WHAT THE TASK ASKS: In full and without alteration, give the listing again.

PROVIDED DATA:
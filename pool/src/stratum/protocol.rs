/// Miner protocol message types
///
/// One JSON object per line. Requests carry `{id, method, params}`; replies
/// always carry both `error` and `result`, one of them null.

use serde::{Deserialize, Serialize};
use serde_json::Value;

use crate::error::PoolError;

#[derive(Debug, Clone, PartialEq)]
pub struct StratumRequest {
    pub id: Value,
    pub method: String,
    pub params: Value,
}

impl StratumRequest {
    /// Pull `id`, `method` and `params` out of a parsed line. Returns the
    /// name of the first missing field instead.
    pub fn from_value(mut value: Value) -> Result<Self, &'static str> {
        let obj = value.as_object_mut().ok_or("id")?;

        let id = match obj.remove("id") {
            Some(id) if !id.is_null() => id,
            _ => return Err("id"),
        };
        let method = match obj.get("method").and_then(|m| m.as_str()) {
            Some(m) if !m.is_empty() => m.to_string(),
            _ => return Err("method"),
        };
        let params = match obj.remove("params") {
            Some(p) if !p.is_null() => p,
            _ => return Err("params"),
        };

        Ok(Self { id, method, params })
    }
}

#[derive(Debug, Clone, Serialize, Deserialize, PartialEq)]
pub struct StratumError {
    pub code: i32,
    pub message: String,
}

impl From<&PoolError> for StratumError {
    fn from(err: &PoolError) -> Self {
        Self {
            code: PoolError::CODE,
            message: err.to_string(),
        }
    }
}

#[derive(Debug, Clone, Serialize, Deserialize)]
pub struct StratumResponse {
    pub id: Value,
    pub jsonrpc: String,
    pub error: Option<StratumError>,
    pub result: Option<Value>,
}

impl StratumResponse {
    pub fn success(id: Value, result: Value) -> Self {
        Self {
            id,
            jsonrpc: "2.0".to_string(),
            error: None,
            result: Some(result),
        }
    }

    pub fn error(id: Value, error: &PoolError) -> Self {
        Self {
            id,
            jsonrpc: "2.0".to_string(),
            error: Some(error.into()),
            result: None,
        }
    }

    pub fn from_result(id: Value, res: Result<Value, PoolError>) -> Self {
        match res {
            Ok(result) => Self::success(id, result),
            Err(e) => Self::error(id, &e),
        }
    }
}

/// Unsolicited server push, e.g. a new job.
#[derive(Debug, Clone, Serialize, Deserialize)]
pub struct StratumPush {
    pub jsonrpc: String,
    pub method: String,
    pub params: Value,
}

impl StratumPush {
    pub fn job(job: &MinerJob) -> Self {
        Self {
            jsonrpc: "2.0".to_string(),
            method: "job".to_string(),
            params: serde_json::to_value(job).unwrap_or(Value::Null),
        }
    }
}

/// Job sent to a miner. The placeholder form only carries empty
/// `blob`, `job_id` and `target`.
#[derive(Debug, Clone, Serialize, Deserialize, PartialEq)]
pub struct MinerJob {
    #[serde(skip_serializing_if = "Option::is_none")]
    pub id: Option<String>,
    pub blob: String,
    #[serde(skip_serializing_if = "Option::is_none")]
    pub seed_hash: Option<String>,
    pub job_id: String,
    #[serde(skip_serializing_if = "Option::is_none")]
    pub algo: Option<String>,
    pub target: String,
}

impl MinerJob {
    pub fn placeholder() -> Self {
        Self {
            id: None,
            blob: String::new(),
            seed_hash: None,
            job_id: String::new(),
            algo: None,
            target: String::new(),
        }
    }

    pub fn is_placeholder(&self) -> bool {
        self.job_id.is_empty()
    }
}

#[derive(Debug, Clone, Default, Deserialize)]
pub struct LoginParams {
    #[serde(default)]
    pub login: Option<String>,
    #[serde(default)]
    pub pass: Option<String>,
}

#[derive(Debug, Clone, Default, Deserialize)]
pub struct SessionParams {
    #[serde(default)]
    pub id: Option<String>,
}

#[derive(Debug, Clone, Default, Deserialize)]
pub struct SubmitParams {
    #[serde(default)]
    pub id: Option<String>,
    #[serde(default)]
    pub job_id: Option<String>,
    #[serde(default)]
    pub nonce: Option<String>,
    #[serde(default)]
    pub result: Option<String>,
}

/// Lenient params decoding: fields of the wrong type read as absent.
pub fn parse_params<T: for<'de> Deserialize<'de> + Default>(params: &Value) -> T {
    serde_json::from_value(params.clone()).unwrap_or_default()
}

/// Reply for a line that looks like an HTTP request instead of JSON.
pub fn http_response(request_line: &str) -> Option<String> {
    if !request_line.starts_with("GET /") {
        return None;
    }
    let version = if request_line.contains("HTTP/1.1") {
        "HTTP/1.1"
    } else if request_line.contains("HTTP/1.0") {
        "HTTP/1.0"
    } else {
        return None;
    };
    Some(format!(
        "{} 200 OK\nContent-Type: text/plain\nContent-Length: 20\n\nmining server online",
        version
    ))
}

REPLY TO THE TASK:
filename pool/src/stratum/protocol.rs
/// Miner protocol message types
///
/// One JSON object per line. Requests carry `{id, method, params}`; replies
/// always carry both `error` and `result`, one of them null.

use serde::{Deserialize, Serialize};
use serde_json::Value;

use crate::error::PoolError;

#[derive(Debug, Clone, PartialEq)]
pub struct StratumRequest {
    pub id: Value,
    pub method: String,
    pub params: Value,
}

impl StratumRequest {
    /// Pull `id`, `method` and `params` out of a parsed line. Returns the
    /// name of the first missing field instead.
    pub fn from_value(mut value: Value) -> Result<Self, &'static str> {
        let obj = value.as_object_mut().ok_or("id")?;

        let id = match obj.remove("id") {
            Some(id) if !id.is_null() => id,
            _ => return Err("id"),
        };
        let method = match obj.get("method").and_then(|m| m.as_str()) {
            Some(m) if !m.is_empty() => m.to_string(),
            _ => return Err("method"),
        };
        let params = match obj.remove("params") {
            Some(p) if !p.is_null() => p,
            _ => return Err("params"),
        };

        Ok(Self { id, method, params })
    }
}

#[derive(Debug, Clone, Serialize, Deserialize, PartialEq)]
pub struct StratumError {
    pub code: i32,
    pub message: String,
}

impl From<&PoolError> for StratumError {
    fn from(err: &PoolError) -> Self {
        Self {
            code: PoolError::CODE,
            message: err.to_string(),
        }
    }
}

#[derive(Debug, Clone, Serialize, Deserialize)]
pub struct StratumResponse {
    pub id: Value,
    pub jsonrpc: String,
    pub error: Option<StratumError>,
    pub result: Option<Value>,
}

impl StratumResponse {
    pub fn success(id: Value, result: Value) -> Self {
        Self {
            id,
            jsonrpc: "2.0".to_string(),
            error: None,
            result: Some(result),
        }
    }

    pub fn error(id: Value, error: &PoolError) -> Self {
        Self {
            id,
            jsonrpc: "2.0".to_string(),
            error: Some(error.into()),
            result: None,
        }
    }

    pub fn from_result(id: Value, res: Result<Value, PoolError>) -> Self {
        match res {
            Ok(result) => Self::success(id, result),
            Err(e) => Self::error(id, &e),
        }
    }
}

/// Unsolicited server push, e.g. a new job.
#[derive(Debug, Clone, Serialize, Deserialize)]
pub struct StratumPush {
    pub jsonrpc: String,
    pub method: String,
    pub params: Value,
}

impl StratumPush {
    pub fn job(job: &MinerJob) -> Self {
        Self {
            jsonrpc: "2.0".to_string(),
            method: "job".to_string(),
            params: serde_json::to_value(job).unwrap_or(Value::Null),
        }
    }
}

/// Job sent to a miner. The placeholder form only carries empty
/// `blob`, `job_id` and `target`.
#[derive(Debug, Clone, Serialize, Deserialize, PartialEq)]
pub struct MinerJob {
    #[serde(skip_serializing_if = "Option::is_none")]
    pub id: Option<String>,
    pub blob: String,
    #[serde(skip_serializing_if = "Option::is_none")]
    pub seed_hash: Option<String>,
    pub job_id: String,
    #[serde(skip_serializing_if = "Option::is_none")]
    pub algo: Option<String>,
    pub target: String,
}

impl MinerJob {
    pub fn placeholder() -> Self {
        Self {
            id: None,
            blob: String::new(),
            seed_hash: None,
            job_id: String::new(),
            algo: None,
            target: String::new(),
        }
    }

    pub fn is_placeholder(&self) -> bool {
        self.job_id.is_empty()
    }
}

#[derive(Debug, Clone, Default, Deserialize)]
pub struct LoginParams {
    #[serde(default)]
    pub login: Option<String>,
    #[serde(default)]
    pub pass: Option<String>,
}

#[derive(Debug, Clone, Default, Deserialize)]
pub struct SessionParams {
    #[serde(default)]
    pub id: Option<String>,
}

#[derive(Debug, Clone, Default, Deserialize)]
pub struct SubmitParams {
    #[serde(default)]
    pub id: Option<String>,
    #[serde(default)]
    pub job_id: Option<String>,
    #[serde(default)]
    pub nonce: Option<String>,
    #[serde(default)]
    pub result: Option<String>,
}

/// Lenient params decoding: fields of the wrong type read as absent.
pub fn parse_params<T: for<'de> Deserialize<'de> + Default>(params: &Value) -> T {
    serde_json::from_value(params.clone()).unwrap_or_default()
}

/// Reply for a line that looks like an HTTP request instead of JSON.
pub fn http_response(request_line: &str) -> Option<String> {
    if !request_line.starts_with("GET /") {
        return None;
    }
    let version = if request_line.contains("HTTP/1.1") {
        "HTTP/1.1"
    } else if request_line.contains("HTTP/1.0") {
        "HTTP/1.0"
    } else {
        return None;
    };
    Some(format!(
        "{} 200 OK\nContent-Type: text/plain\nContent-Length: 20\n\nmining server online",
        version
    ))
}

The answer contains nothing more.